Scan the records below for the word "empty". Copy each line where it appears.
== Segment start ==
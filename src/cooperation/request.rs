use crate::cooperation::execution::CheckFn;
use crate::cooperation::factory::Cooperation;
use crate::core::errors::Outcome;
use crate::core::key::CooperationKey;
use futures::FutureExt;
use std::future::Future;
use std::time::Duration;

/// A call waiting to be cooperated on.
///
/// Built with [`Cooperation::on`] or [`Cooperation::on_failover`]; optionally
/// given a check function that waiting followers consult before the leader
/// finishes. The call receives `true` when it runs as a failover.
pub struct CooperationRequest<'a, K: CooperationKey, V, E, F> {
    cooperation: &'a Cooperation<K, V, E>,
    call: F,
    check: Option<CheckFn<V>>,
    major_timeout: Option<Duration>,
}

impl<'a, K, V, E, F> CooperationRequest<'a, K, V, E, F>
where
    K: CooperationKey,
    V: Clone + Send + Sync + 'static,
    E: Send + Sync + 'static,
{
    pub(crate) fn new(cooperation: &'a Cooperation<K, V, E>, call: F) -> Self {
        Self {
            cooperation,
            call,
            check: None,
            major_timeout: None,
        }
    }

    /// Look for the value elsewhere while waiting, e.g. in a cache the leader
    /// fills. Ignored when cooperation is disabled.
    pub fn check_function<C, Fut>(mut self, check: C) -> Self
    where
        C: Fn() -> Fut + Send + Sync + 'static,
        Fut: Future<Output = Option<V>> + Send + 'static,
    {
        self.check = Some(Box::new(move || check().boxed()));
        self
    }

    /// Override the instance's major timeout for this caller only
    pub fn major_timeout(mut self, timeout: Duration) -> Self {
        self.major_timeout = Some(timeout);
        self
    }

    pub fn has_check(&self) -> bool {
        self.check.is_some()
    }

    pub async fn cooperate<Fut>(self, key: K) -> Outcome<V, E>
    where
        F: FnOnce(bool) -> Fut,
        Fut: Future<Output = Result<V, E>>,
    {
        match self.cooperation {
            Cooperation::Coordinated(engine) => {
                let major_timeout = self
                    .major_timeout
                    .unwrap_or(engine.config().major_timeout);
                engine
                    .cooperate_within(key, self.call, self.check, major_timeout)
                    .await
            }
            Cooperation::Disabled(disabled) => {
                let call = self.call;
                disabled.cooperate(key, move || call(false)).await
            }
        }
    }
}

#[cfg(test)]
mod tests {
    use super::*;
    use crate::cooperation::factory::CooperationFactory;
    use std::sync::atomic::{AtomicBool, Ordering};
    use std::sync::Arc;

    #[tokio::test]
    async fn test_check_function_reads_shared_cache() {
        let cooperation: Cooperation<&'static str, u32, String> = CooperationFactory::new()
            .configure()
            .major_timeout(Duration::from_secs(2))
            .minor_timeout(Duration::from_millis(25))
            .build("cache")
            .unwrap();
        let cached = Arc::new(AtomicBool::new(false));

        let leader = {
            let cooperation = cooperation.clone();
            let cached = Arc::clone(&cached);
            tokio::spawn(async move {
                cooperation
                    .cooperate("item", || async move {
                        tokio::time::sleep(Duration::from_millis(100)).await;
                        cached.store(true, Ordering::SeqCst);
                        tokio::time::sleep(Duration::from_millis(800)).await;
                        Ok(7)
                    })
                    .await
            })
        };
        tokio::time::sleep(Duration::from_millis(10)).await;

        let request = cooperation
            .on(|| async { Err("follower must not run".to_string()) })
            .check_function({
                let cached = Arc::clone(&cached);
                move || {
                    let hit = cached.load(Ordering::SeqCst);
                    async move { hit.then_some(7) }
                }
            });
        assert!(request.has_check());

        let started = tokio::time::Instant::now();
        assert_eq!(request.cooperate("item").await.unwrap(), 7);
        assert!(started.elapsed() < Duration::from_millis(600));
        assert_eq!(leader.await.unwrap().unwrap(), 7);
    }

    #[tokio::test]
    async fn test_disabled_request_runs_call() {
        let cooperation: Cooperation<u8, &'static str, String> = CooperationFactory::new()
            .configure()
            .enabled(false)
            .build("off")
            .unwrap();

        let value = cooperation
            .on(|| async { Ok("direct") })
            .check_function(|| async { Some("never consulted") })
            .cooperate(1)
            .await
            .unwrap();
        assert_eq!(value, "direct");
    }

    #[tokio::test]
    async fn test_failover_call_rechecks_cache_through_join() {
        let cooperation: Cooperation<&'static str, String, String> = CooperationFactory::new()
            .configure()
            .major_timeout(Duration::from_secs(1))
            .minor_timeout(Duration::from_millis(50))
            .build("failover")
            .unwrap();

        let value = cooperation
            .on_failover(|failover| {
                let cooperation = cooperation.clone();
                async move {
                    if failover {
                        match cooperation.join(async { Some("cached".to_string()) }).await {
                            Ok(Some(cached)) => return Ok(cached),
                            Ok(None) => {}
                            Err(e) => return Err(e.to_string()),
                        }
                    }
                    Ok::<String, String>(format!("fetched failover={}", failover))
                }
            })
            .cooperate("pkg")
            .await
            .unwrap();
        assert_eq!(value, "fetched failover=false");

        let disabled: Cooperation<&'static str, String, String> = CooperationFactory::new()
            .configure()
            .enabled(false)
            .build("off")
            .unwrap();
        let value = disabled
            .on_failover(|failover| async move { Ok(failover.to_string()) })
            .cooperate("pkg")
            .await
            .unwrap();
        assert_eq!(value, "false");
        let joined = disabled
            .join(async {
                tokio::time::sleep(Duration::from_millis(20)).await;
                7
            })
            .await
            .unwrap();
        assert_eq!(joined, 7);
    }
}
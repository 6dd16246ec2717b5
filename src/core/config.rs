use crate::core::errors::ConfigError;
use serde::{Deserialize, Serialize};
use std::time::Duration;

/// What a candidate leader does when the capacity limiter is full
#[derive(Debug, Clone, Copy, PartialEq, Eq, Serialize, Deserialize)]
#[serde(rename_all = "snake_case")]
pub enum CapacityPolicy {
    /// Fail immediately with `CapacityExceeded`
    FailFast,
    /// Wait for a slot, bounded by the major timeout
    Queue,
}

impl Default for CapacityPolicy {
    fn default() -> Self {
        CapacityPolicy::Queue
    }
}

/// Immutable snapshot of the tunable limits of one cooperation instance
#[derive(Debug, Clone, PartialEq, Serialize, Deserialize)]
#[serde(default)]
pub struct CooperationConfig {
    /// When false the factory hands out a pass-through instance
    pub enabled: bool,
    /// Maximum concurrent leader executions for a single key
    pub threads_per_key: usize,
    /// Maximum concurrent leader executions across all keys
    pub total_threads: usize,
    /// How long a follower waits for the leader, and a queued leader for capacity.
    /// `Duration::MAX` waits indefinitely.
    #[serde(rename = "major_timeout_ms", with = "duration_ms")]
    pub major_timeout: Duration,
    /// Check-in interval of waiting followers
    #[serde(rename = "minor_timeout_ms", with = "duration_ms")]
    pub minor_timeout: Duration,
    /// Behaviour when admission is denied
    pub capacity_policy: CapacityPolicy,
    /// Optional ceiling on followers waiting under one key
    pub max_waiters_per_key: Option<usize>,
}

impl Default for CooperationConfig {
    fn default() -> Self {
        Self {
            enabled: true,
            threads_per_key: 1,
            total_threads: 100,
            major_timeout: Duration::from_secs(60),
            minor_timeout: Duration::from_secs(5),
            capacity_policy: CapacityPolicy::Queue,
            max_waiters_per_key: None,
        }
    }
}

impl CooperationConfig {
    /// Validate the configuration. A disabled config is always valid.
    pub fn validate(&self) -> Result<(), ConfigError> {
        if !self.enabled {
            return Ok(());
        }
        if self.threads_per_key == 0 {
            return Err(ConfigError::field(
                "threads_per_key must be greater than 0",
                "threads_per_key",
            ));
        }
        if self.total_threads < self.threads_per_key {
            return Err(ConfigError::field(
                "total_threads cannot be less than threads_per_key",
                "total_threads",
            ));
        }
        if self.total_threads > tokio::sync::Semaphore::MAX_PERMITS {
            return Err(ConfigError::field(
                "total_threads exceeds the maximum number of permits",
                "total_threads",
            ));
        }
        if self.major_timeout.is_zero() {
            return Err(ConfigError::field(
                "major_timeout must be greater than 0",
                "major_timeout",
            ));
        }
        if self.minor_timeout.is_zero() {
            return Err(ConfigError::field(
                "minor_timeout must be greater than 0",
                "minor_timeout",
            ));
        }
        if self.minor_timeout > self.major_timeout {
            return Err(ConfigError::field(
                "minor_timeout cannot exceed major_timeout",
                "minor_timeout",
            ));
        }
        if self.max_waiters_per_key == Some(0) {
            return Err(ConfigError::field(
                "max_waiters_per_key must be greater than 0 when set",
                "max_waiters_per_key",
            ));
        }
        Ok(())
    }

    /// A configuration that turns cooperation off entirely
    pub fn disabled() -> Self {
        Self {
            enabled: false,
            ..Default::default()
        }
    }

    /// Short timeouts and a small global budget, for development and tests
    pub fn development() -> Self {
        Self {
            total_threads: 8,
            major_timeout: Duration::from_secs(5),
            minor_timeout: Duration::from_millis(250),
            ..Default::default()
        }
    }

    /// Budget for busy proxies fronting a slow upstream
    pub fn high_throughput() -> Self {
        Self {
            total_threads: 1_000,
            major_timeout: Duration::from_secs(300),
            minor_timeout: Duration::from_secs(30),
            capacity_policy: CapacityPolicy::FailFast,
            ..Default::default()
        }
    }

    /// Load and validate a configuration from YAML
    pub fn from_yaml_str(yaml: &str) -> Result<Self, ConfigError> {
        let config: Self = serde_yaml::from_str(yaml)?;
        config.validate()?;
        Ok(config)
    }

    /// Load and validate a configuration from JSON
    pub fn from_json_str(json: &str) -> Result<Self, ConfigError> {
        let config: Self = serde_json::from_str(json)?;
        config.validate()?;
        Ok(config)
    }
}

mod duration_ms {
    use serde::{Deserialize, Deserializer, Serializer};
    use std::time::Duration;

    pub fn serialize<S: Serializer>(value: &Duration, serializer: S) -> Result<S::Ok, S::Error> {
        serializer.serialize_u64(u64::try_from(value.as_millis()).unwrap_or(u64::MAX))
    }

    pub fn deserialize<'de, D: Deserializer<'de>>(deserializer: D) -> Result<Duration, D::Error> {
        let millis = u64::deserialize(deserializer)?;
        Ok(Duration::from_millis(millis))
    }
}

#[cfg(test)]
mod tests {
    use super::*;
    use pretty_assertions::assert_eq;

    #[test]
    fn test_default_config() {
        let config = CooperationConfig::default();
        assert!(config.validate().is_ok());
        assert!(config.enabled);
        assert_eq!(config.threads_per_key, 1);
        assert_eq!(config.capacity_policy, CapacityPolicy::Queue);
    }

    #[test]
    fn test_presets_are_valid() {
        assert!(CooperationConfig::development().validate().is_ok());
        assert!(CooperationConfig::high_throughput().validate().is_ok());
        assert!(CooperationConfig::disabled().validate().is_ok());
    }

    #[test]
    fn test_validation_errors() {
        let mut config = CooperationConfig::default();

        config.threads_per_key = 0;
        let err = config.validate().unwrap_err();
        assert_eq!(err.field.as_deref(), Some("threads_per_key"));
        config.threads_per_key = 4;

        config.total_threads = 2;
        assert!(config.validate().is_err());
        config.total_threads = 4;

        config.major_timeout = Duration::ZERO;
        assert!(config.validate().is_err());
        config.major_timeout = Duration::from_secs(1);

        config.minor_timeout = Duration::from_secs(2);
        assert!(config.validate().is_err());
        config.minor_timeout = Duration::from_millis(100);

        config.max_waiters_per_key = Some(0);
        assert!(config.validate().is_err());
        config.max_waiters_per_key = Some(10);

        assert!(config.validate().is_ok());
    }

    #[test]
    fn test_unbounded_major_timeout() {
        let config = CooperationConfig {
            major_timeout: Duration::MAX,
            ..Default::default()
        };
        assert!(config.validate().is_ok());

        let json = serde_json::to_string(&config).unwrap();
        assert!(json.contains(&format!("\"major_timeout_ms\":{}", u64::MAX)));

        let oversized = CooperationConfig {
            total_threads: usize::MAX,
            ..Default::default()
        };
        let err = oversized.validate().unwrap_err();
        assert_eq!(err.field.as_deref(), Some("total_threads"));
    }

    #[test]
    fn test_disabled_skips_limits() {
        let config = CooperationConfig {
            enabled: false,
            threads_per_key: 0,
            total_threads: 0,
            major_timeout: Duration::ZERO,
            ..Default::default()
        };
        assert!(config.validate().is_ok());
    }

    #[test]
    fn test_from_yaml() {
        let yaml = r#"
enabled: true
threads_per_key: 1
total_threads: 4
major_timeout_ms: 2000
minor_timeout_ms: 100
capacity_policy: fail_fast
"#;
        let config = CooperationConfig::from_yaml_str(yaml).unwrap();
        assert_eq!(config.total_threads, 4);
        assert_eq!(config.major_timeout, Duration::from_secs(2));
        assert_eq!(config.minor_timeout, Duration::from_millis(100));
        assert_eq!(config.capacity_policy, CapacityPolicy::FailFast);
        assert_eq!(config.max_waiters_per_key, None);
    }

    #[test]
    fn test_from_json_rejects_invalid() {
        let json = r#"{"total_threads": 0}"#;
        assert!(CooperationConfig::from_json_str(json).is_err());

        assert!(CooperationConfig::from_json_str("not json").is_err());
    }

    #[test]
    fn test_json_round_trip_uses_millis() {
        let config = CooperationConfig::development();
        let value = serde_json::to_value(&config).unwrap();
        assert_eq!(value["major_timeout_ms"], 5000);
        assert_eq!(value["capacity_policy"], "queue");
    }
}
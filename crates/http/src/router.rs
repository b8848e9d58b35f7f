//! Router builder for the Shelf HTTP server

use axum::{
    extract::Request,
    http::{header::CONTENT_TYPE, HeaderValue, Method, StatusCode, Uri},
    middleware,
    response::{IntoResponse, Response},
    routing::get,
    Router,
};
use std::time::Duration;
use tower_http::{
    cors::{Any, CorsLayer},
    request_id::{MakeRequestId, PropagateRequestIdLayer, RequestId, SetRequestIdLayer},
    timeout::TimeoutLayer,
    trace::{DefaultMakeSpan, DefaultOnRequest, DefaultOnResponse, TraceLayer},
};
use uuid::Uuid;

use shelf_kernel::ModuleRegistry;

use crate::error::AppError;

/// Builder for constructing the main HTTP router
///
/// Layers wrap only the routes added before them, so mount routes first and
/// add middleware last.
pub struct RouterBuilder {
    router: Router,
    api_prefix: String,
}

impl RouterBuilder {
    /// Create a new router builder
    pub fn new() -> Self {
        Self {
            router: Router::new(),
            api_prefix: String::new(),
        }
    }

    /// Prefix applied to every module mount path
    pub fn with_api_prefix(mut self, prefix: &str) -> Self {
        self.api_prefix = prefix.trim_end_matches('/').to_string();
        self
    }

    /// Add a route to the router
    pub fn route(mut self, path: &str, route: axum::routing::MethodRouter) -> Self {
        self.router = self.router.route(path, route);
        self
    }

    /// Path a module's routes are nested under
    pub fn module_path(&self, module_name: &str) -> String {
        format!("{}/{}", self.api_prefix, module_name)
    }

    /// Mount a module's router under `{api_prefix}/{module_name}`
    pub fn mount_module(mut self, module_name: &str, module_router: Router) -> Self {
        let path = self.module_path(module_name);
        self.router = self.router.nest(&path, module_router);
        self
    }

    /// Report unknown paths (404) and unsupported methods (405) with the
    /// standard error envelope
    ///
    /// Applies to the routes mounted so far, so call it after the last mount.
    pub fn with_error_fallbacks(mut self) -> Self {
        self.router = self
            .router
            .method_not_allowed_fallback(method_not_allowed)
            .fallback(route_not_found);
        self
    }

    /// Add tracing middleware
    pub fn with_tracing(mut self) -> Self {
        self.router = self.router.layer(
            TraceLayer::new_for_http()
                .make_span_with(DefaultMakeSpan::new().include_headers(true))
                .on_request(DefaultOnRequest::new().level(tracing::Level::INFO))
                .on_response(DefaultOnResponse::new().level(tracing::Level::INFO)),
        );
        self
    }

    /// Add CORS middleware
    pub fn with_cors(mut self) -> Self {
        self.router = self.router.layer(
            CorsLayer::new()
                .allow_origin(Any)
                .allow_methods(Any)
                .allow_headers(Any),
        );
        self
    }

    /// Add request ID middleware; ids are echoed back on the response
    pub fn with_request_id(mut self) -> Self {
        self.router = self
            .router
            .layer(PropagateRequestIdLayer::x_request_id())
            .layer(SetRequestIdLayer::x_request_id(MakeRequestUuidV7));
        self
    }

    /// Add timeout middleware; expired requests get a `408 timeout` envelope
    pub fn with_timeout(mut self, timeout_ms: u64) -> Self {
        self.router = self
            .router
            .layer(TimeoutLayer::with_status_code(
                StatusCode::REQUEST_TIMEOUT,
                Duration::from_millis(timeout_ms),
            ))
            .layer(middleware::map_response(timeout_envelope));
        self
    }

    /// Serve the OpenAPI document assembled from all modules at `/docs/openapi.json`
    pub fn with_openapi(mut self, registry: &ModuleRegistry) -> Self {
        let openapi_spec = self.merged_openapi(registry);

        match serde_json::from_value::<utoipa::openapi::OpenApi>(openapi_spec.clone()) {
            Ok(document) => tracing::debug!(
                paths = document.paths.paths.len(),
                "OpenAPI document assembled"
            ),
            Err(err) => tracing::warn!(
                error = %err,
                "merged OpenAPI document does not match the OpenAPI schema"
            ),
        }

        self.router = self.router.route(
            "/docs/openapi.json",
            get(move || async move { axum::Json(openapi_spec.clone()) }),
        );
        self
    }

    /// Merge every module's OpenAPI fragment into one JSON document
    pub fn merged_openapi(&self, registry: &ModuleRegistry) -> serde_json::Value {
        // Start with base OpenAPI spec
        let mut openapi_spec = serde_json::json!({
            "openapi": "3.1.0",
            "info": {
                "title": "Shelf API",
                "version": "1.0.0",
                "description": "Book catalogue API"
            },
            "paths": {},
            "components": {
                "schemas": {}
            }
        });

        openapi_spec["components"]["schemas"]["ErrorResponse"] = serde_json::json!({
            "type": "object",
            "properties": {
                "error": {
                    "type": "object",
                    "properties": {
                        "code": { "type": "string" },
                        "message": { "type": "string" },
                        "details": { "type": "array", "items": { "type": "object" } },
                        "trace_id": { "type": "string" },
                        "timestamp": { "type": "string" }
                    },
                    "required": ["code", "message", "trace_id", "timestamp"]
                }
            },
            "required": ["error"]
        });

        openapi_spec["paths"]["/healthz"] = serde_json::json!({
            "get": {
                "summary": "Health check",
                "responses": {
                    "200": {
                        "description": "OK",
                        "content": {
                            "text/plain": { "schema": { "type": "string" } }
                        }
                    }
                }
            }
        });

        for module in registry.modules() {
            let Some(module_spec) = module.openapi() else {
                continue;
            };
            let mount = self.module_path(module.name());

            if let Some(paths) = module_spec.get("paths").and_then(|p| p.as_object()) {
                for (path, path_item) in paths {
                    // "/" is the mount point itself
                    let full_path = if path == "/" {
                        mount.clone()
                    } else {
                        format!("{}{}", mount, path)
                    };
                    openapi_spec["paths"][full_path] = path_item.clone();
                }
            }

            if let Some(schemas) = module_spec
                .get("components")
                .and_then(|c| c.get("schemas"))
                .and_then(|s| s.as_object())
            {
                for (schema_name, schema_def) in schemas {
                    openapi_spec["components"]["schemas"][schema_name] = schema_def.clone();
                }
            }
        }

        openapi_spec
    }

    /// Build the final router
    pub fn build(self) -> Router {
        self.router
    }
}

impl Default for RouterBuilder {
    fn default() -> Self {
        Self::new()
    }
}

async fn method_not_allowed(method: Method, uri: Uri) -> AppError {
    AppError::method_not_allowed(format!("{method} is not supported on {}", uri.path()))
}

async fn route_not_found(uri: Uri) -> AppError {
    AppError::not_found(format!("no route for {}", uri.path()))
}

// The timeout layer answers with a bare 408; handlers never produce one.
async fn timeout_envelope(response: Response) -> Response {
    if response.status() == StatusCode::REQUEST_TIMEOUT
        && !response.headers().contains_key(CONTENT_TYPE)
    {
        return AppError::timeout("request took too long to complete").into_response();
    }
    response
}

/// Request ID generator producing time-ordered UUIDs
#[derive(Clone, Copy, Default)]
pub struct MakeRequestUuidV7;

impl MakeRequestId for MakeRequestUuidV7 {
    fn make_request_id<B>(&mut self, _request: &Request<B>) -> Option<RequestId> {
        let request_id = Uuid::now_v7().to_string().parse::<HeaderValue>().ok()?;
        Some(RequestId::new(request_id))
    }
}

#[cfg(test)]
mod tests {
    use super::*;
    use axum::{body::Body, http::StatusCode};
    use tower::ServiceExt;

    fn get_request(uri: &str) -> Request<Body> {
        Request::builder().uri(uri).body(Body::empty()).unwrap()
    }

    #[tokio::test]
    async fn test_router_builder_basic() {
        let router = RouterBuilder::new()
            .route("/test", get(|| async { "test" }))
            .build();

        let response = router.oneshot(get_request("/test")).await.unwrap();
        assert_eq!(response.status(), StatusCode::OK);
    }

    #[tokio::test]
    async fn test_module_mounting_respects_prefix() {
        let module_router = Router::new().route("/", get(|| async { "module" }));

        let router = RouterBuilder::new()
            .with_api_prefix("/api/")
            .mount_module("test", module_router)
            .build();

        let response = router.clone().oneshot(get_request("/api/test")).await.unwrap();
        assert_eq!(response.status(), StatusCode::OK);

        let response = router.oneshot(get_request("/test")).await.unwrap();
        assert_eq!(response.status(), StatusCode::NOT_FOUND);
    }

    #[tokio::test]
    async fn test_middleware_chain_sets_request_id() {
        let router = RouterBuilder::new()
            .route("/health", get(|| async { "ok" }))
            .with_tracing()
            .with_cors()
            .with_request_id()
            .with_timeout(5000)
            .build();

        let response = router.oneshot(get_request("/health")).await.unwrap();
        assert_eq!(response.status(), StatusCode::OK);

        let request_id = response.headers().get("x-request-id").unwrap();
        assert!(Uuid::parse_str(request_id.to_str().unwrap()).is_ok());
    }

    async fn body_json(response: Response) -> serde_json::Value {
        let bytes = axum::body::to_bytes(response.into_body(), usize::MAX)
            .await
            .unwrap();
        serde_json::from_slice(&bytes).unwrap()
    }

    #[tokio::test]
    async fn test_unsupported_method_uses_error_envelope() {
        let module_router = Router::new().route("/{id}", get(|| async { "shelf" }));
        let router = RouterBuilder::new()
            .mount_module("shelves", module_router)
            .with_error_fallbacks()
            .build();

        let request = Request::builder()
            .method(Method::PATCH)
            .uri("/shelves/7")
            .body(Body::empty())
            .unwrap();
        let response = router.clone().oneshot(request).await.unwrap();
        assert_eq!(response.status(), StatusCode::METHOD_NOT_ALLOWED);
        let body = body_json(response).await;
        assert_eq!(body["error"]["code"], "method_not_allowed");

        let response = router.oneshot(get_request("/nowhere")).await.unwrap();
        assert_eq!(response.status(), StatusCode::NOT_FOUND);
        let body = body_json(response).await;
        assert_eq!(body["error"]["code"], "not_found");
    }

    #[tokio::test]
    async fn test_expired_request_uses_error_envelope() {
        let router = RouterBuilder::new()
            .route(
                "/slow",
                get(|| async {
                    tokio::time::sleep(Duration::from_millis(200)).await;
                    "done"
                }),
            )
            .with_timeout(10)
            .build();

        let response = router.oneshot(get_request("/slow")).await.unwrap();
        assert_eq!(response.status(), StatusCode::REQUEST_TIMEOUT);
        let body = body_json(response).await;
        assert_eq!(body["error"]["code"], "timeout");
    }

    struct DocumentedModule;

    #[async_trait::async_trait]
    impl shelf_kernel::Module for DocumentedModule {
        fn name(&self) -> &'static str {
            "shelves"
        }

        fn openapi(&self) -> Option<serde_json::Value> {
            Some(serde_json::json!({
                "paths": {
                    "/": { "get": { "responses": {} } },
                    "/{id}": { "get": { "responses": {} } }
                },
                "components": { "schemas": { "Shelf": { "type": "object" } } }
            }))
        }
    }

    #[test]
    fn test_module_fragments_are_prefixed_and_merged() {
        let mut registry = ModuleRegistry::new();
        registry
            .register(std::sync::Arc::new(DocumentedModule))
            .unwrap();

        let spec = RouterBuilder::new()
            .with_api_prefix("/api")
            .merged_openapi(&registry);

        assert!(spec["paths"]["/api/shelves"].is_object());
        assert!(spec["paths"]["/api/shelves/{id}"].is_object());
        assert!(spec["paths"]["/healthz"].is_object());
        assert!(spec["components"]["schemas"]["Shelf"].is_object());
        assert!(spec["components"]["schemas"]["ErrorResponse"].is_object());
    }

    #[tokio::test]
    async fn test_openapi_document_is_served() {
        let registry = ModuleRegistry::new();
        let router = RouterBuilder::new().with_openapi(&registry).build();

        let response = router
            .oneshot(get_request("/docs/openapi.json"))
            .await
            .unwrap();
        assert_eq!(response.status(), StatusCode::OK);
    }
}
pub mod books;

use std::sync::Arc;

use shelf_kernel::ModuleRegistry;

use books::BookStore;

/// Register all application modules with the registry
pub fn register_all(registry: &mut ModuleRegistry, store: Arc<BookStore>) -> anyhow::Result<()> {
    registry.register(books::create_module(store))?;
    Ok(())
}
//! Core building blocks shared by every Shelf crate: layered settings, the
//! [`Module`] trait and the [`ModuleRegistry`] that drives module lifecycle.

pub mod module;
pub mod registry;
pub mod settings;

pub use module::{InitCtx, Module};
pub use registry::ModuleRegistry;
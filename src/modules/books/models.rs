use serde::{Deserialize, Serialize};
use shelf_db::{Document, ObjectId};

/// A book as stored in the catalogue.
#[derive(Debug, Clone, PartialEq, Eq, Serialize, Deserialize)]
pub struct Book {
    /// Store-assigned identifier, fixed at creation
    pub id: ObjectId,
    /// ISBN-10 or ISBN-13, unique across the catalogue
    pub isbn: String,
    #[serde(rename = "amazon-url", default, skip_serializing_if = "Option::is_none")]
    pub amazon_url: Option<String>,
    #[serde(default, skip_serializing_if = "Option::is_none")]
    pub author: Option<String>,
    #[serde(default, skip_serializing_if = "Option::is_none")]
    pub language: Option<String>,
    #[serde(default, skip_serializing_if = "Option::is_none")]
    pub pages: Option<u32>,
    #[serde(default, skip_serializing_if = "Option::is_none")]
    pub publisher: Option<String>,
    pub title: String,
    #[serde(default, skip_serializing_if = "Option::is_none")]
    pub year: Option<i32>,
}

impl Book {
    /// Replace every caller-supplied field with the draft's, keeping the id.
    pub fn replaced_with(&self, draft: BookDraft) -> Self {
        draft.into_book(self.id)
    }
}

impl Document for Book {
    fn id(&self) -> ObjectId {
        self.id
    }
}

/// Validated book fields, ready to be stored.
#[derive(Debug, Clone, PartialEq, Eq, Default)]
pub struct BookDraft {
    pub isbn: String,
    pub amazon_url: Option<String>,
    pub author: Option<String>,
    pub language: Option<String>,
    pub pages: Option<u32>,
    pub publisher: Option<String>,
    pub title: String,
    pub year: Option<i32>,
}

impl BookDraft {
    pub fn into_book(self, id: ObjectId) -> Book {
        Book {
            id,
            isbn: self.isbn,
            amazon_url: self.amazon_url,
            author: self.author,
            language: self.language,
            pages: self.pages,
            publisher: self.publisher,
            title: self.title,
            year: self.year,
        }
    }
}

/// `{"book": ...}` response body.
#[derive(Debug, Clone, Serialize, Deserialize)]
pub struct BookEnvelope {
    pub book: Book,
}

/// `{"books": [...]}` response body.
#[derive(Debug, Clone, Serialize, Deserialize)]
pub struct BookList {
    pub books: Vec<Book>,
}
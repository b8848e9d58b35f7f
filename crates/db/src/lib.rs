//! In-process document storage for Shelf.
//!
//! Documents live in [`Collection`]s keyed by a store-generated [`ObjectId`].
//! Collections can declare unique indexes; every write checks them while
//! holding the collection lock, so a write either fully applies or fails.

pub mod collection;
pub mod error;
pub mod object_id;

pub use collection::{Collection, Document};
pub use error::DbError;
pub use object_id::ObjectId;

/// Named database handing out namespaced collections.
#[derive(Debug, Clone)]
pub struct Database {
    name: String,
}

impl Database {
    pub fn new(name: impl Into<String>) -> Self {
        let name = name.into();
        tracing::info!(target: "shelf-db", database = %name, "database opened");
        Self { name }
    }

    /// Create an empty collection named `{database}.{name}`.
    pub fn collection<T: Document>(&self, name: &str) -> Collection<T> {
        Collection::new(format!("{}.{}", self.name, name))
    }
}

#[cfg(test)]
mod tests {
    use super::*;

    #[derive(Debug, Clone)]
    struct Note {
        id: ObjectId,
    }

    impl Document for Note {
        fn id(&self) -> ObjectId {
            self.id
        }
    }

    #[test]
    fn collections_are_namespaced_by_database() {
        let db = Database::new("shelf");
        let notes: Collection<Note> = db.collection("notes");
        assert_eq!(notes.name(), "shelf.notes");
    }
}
== Segment end ==
- OUTPUT FOR THIS TASK:
        Request::builder().uri(uri).body(Body::empty()).unwrap()
            .body(Body::empty())
    /// Create an empty collection named `{database}.{name}`.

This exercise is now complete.